È oggi chiaro a tutti che nel nome della “guerra contro il terrorismo” l’Afghanistan è praticamente diventato terra di nessuno al centro di conflitti portti avanti da guerrafondai e paesi prepotenti, e si trova in una situazione peggiore che nel 2001.
A seguito dell’invasione sovietica dell’Afghanistan [1978, N.d.T.], gli Stati Uniti e l’Occidente cominciarono a far fuire fiumi di finanziamenti nel nostro paese. Fu in quel periodo che, secondo quanto espressamente detto dal Consigliere per la Sicurezza Nazionale degli USA Mr.

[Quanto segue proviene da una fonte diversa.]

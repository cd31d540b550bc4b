use serde::Serialize;

/// One page of results plus an optional total.
#[derive(Debug, Clone, PartialEq, Serialize)]
pub struct Items<T> {
    pub items: Vec<T>,
    /// Matching records across all pages, or `None` when not requested.
    pub total: Option<i64>,
}

impl<T> Items<T> {
    pub fn new(items: Vec<T>, total: Option<i64>) -> Self {
        Items { items, total }
    }

    pub fn len(&self) -> usize {
        self.items.len()
    }

    pub fn is_empty(&self) -> bool {
        self.items.is_empty()
    }
}

#[cfg(test)]
mod tests {
    use super::*;
    use serde_json::json;

    #[test]
    fn test_serializes_total() {
        let items = Items::new(vec![1, 2], Some(5));
        assert_eq!(
            serde_json::to_value(&items).unwrap(),
            json!({ "items": [1, 2], "total": 5 })
        );
    }

    #[test]
    fn test_absent_total_is_null() {
        let items: Items<i32> = Items::new(Vec::new(), None);
        assert!(items.is_empty());
        assert_eq!(
            serde_json::to_value(&items).unwrap(),
            json!({ "items": [], "total": null })
        );
    }
}
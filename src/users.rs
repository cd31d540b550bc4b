use chrono::NaiveDateTime;
use phf_macros::phf_map;
use rusqlite::Row;
use serde::Serialize;
use strum::{AsRefStr, Display, EnumIter, EnumString};

use crate::query::attrs::{AttrMap, AttrSpec, AttrType, EntityDef, Listable};
use crate::utils::Utils;

#[derive(AsRefStr, EnumIter, EnumString, Display, Serialize, Debug, PartialEq, Eq, Copy, Clone)]
#[strum(serialize_all = "SCREAMING_SNAKE_CASE")]
#[serde(rename_all = "SCREAMING_SNAKE_CASE")]
pub enum Role {
    Admin,
    User,
}

pub static USER_ATTRS: AttrMap = phf_map! {
    "id" => AttrSpec::new("id", AttrType::Long),
    "userName" => AttrSpec::new("user_name", AttrType::Text),
    "role" => AttrSpec::new("role", AttrType::Enum),
    "createdAt" => AttrSpec::new("created_at", AttrType::Timestamp),
    "status" => AttrSpec::new("status", AttrType::Bool),
    "avatarCosKey" => AttrSpec::new("avatar_cos_key", AttrType::Text),
};

pub static USERS: EntityDef = EntityDef {
    name: "users",
    table: "users",
    primary_key: "id",
    select_cols: &[
        "id",
        "user_name",
        "role",
        "created_at",
        "status",
        "avatar_cos_key",
    ],
    attrs: &USER_ATTRS,
};

/// The password hash column is never selected.
#[derive(Debug, Clone, PartialEq, Serialize)]
#[serde(rename_all = "camelCase")]
pub struct User {
    pub id: i64,
    pub user_name: String,
    pub role: Role,
    pub created_at: NaiveDateTime,
    pub status: bool,
    pub avatar_cos_key: Option<String>,
}

impl Listable for User {
    fn entity() -> &'static EntityDef {
        &USERS
    }

    fn from_row(row: &Row) -> rusqlite::Result<Self> {
        Ok(User {
            id: row.get(0)?,
            user_name: row.get(1)?,
            role: Utils::get_enum(row, 2)?,
            created_at: Utils::get_timestamp(row, 3)?,
            status: row.get(4)?,
            avatar_cos_key: row.get(5)?,
        })
    }
}

pub static USER_GROUP_ATTRS: AttrMap = phf_map! {
    "id" => AttrSpec::new("id", AttrType::Long),
    "groupName" => AttrSpec::new("group_name", AttrType::Text),
    "createdBy" => AttrSpec::relation("created_by", &USERS),
    "createdAt" => AttrSpec::new("created_at", AttrType::Timestamp),
    "memberCount" => AttrSpec::new("member_count", AttrType::Integer),
};

pub static USER_GROUPS: EntityDef = EntityDef {
    name: "user_groups",
    table: "user_groups",
    primary_key: "id",
    select_cols: &["id", "group_name", "created_by", "created_at", "member_count"],
    attrs: &USER_GROUP_ATTRS,
};

#[derive(Debug, Clone, PartialEq, Serialize)]
#[serde(rename_all = "camelCase")]
pub struct UserGroup {
    pub id: i64,
    pub group_name: String,
    pub created_by: i64,
    pub created_at: NaiveDateTime,
    pub member_count: i32,
}

impl Listable for UserGroup {
    fn entity() -> &'static EntityDef {
        &USER_GROUPS
    }

    fn from_row(row: &Row) -> rusqlite::Result<Self> {
        Ok(UserGroup {
            id: row.get(0)?,
            group_name: row.get(1)?,
            created_by: row.get(2)?,
            created_at: Utils::get_timestamp(row, 3)?,
            member_count: row.get(4)?,
        })
    }
}
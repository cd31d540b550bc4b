use std::{
    fs,
    path::{Path, PathBuf},
};

use directories::ProjectDirs;
use figment::{
    providers::{Env, Format, Serialized, Toml},
    Figment,
};
use once_cell::sync::OnceCell;
use serde::{Deserialize, Serialize};

use crate::query::ParseMode;

pub static CONFIG: OnceCell<Config> = OnceCell::new();

const ENV_PREFIX: &str = "ASSETLIST_";

#[derive(Serialize, Deserialize, Debug, Clone, PartialEq)]
pub struct LoggingConfig {
    pub assetlist: String,
    pub r2d2: String,
}

impl LoggingConfig {
    const LOG_LEVELS: [&str; 5] = ["error", "warn", "info", "debug", "trace"];
    const ASSETLIST_LEVEL: &str = "info";
    const R2D2_LEVEL: &str = "error";

    fn default() -> Self {
        LoggingConfig {
            assetlist: Self::ASSETLIST_LEVEL.to_string(),
            r2d2: Self::R2D2_LEVEL.to_string(),
        }
    }

    /// `flexi_logger` spec string, e.g. `assetlist=info,r2d2=error`.
    pub fn log_spec(&self) -> String {
        format!("assetlist={},r2d2={}", self.assetlist, self.r2d2)
    }

    fn ensure_valid(&mut self) {
        Self::ensure_level(&mut self.assetlist, "assetlist", Self::ASSETLIST_LEVEL);
        Self::ensure_level(&mut self.r2d2, "r2d2", Self::R2D2_LEVEL);
    }

    fn ensure_level(level: &mut String, name: &str, default: &str) {
        let str_original = level.clone();
        *level = level.trim().to_ascii_lowercase();
        if !Self::LOG_LEVELS.contains(&level.as_str()) {
            eprintln!(
                "Config error: {name} log level of '{str_original}' is invalid - \
                 using default of '{default}'"
            );
            *level = default.to_owned();
        }
    }
}

#[derive(Serialize, Deserialize, Debug, Clone, PartialEq)]
pub struct DatabaseConfig {
    /// Directory holding the database file. Defaults to the app's local
    /// data directory.
    pub dir: Option<String>,
    pub pool_size: u32,
}

impl DatabaseConfig {
    const POOL_SIZE: u32 = 4;

    fn default() -> Self {
        DatabaseConfig {
            dir: None,
            pool_size: Self::POOL_SIZE,
        }
    }

    pub fn dir_or(&self, fallback: &Path) -> PathBuf {
        match &self.dir {
            Some(dir) => PathBuf::from(dir),
            None => fallback.to_path_buf(),
        }
    }

    fn ensure_valid(&mut self) {
        if self.pool_size == 0 {
            eprintln!("Config error: database pool_size of 0 is invalid - using 1");
            self.pool_size = 1;
        }
    }
}

#[derive(Serialize, Deserialize, Debug, Clone, PartialEq)]
pub struct FilterConfig {
    /// Reject clauses that contain no comparison instead of dropping them.
    pub strict: bool,
}

impl FilterConfig {
    fn default() -> Self {
        FilterConfig { strict: false }
    }

    pub fn parse_mode(&self) -> ParseMode {
        match self.strict {
            true => ParseMode::Strict,
            false => ParseMode::Lenient,
        }
    }
}

#[derive(Serialize, Deserialize, Debug, Clone, PartialEq)]
pub struct Config {
    pub logging: LoggingConfig,
    pub database: DatabaseConfig,
    pub filter: FilterConfig,
}

impl Default for Config {
    fn default() -> Self {
        Config {
            logging: LoggingConfig::default(),
            database: DatabaseConfig::default(),
            filter: FilterConfig::default(),
        }
    }
}

impl Config {
    /// Loads `config.toml` from the app's local data directory.
    pub fn load_config(project_dirs: &ProjectDirs) -> Self {
        Self::load_from(&project_dirs.data_local_dir().join("config.toml"))
    }

    /// Defaults, then the TOML file, then `ASSETLIST_` environment variables
    /// (`ASSETLIST_DATABASE__POOL_SIZE=8`). Writes the defaults to
    /// `config_path` if no file exists. Falls back to defaults if the merged
    /// configuration fails to extract.
    pub fn load_from(config_path: &Path) -> Self {
        let default_config = Config::default();

        if !config_path.exists() {
            Self::write_default(config_path, &default_config);
        }

        let figment = Figment::from(Serialized::defaults(default_config.clone()))
            .merge(Toml::file(config_path))
            .merge(Env::prefixed(ENV_PREFIX).split("__"));

        let mut config = figment.extract().unwrap_or_else(|err| {
            eprintln!(
                "Could not load config file {}: {}. Using default configuration.",
                config_path.display(),
                err
            );
            default_config
        });

        config.ensure_valid();

        config
    }

    fn write_default(config_path: &Path, default_config: &Config) {
        if let Some(parent) = config_path.parent() {
            if let Err(e) = fs::create_dir_all(parent) {
                eprintln!(
                    "Failed to create configuration directory {}: {}",
                    parent.display(),
                    e
                );
            }
        }
        match toml::to_string_pretty(default_config) {
            Ok(toml_string) => {
                if let Err(e) = fs::write(config_path, toml_string) {
                    eprintln!(
                        "Failed to write default config to {}: {}",
                        config_path.display(),
                        e
                    );
                }
            }
            Err(_) => eprintln!("Failed to serialize default config."),
        }
    }

    fn ensure_valid(&mut self) {
        self.logging.ensure_valid();
        self.database.ensure_valid();
    }
}

#[cfg(test)]
mod tests {
    use super::*;
    use figment::Jail;
    use serial_test::serial;

    #[test]
    #[serial]
    fn test_missing_file_uses_and_writes_defaults() {
        Jail::expect_with(|jail| {
            let path = jail.directory().join("nested").join("config.toml");
            let config = Config::load_from(&path);
            assert_eq!(config, Config::default());
            assert!(path.exists());

            // The written file loads back to the same values
            assert_eq!(Config::load_from(&path), Config::default());
            Ok(())
        });
    }

    #[test]
    #[serial]
    fn test_file_overrides_defaults() {
        Jail::expect_with(|jail| {
            jail.create_file(
                "config.toml",
                r#"
                [logging]
                assetlist = "debug"
                r2d2 = "warn"

                [database]
                dir = "/var/lib/assetlist"
                pool_size = 8

                [filter]
                strict = true
                "#,
            )?;
            let config = Config::load_from(Path::new("config.toml"));
            assert_eq!(config.logging.log_spec(), "assetlist=debug,r2d2=warn");
            assert_eq!(config.database.dir.as_deref(), Some("/var/lib/assetlist"));
            assert_eq!(config.database.pool_size, 8);
            assert_eq!(config.filter.parse_mode(), ParseMode::Strict);
            Ok(())
        });
    }

    #[test]
    #[serial]
    fn test_env_overrides_file() {
        Jail::expect_with(|jail| {
            jail.create_file("config.toml", "[database]\npool_size = 8\n")?;
            jail.set_env("ASSETLIST_DATABASE__POOL_SIZE", "2");
            jail.set_env("ASSETLIST_FILTER__STRICT", "true");
            let config = Config::load_from(Path::new("config.toml"));
            assert_eq!(config.database.pool_size, 2);
            assert!(config.filter.strict);
            Ok(())
        });
    }

    #[test]
    #[serial]
    fn test_invalid_values_fall_back() {
        Jail::expect_with(|jail| {
            jail.create_file(
                "config.toml",
                "[logging]\nassetlist = \" DEBUG \"\nr2d2 = \"loud\"\n\n\
                 [database]\npool_size = 0\n",
            )?;
            let config = Config::load_from(Path::new("config.toml"));
            assert_eq!(config.logging.assetlist, "debug");
            assert_eq!(config.logging.r2d2, "error");
            assert_eq!(config.database.pool_size, 1);
            Ok(())
        });
    }

    #[test]
    #[serial]
    fn test_unparseable_file_uses_defaults() {
        Jail::expect_with(|jail| {
            jail.create_file("config.toml", "[database]\npool_size = \"many\"\n")?;
            let config = Config::load_from(Path::new("config.toml"));
            assert_eq!(config, Config::default());
            Ok(())
        });
    }

    #[test]
    fn test_dir_fallback() {
        let config = Config::default();
        assert_eq!(
            config.database.dir_or(Path::new("/data")),
            PathBuf::from("/data")
        );
    }
}
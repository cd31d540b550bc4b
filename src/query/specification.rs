use log::debug;

use crate::error::AssetListError;

use super::{
    attrs::Listable,
    filter::ConditionToken,
    path::{FieldPathResolver, PathStyle},
    predicate::{Predicate, PredicateCompiler},
};

pub struct SpecificationBuilder;

impl SpecificationBuilder {
    /// AND of one compiled predicate per token, in token order. Field names
    /// use `_` to reach nested attributes. No tokens yields a predicate that
    /// matches every record.
    pub fn build<T: Listable>(tokens: &[ConditionToken]) -> Result<Predicate<T>, AssetListError> {
        let entity = T::entity();

        let clauses = tokens
            .iter()
            .map(|token| {
                let path = FieldPathResolver::resolve(entity, &token.field, PathStyle::Underscore)?;
                PredicateCompiler::compile(path, token.operator, &token.value)
            })
            .collect::<Result<Vec<_>, _>>()?;

        debug!("Built {} clause(s) for '{}'", clauses.len(), entity.name);

        Ok(Predicate::from_clauses(clauses))
    }
}
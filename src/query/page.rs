/// Zero-based page request derived from an offset and a limit.
#[derive(Debug, Clone, Copy, PartialEq, Eq)]
pub struct PageRequest {
    pub index: i64,
    pub size: i64,
}

impl PageRequest {
    /// `index = (offset + limit - 1) / limit`, integer division.
    ///
    /// This is the ceiling of `offset / limit`, so an offset that is not a
    /// multiple of the limit lands on the page after the one containing it.
    /// Callers must validate `limit > 0` and `offset >= 0` first. The inputs
    /// are 32-bit and the arithmetic is 64-bit, so no valid pair overflows.
    pub fn of(limit: i32, offset: i32) -> Self {
        let limit = i64::from(limit);
        let offset = i64::from(offset);
        PageRequest {
            index: (offset + limit - 1) / limit,
            size: limit,
        }
    }

    /// Rows skipped before this page.
    pub fn offset(&self) -> i64 {
        self.index * self.size
    }
}
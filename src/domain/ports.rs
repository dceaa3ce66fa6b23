use crate::domain::model::{Operation, PaymentToken};
use crate::utils::error::Result;
use async_trait::async_trait;

pub trait Calculator: Send + Sync {
    fn calculate(&self, operation: Operation, a: f64, b: f64) -> Result<f64>;
}

/// 接收格式化後總額訊息的日誌出口
pub trait TotalSink: Send + Sync {
    fn report(&self, message: &str);
}

#[async_trait]
pub trait PaymentTokenSource: Send + Sync {
    async fn payment_token(&self, success: bool) -> Option<PaymentToken>;
}
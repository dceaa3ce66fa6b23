use crate::domain::model::PaymentToken;
use crate::domain::ports::PaymentTokenSource;
use async_trait::async_trait;

pub const SUCCESS_RESPONSE: &str = "Successful response from the API";

/// 本地模擬的付款 token 來源，`success` 為 false 時不回傳任何 token
#[derive(Debug, Clone, Copy, Default)]
pub struct LocalPaymentTokenSource;

#[async_trait]
impl PaymentTokenSource for LocalPaymentTokenSource {
    async fn payment_token(&self, success: bool) -> Option<PaymentToken> {
        if !success {
            tracing::debug!("Payment token request not successful, no token returned");
            return None;
        }

        Some(PaymentToken {
            data: SUCCESS_RESPONSE.to_string(),
        })
    }
}

pub async fn get_payment_token_from_api(success: bool) -> Option<PaymentToken> {
    LocalPaymentTokenSource.payment_token(success).await
}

Brzezinski, gli Stati Uniti videro il fondamentalismo islamico come “il più forte bastione contro il comunismo”, e così iniziarono a sostenere e armare i gruppi fondamentalisti in accordo con il governo pakistano e attraverso l’apparato dei servizi segreti pakistani che funzionava da collettore.
I gruppi fondamentalisti che fecero la parte del leone furono il Partito Islamico di Golbodin (Hezb-i-Islami), la Società Islamica di Rabbani (Jamiat-i-Islami) e l’Unione Islamica di Sayyaf (Ettehad-i-Islami), che si avvantaggiarono della generosità della CIA e quindi si svilupparono diventando entità enormi e mostruosamente dedite al crimine. Fu durante questo periodo che la CIA reclutò Al-Qaeda e i Talebani come forze al proprio servizio nella regione. Nello stesso tempo anche l’Iran cominciò a foraggiare i partiti fondamentalisti afghani legati ai Guardiani dei Giuristi Islamici (Vilayat-e-Faqih) e di conseguenza, nel giro di pochi anni, l’Afghanistan diventò un centro per terroristi islamici fondamentalisti.
Fin dall’inizio, queste forze sinistre e criminali teorizzarono l’equazione “democrazia = regime degli infedeli” e scatenarono la loro guerra contro le forze afghane democratiche e liberali e contro le donne. In questa guerra essi furono finanziati degli USA e dall’Occidente.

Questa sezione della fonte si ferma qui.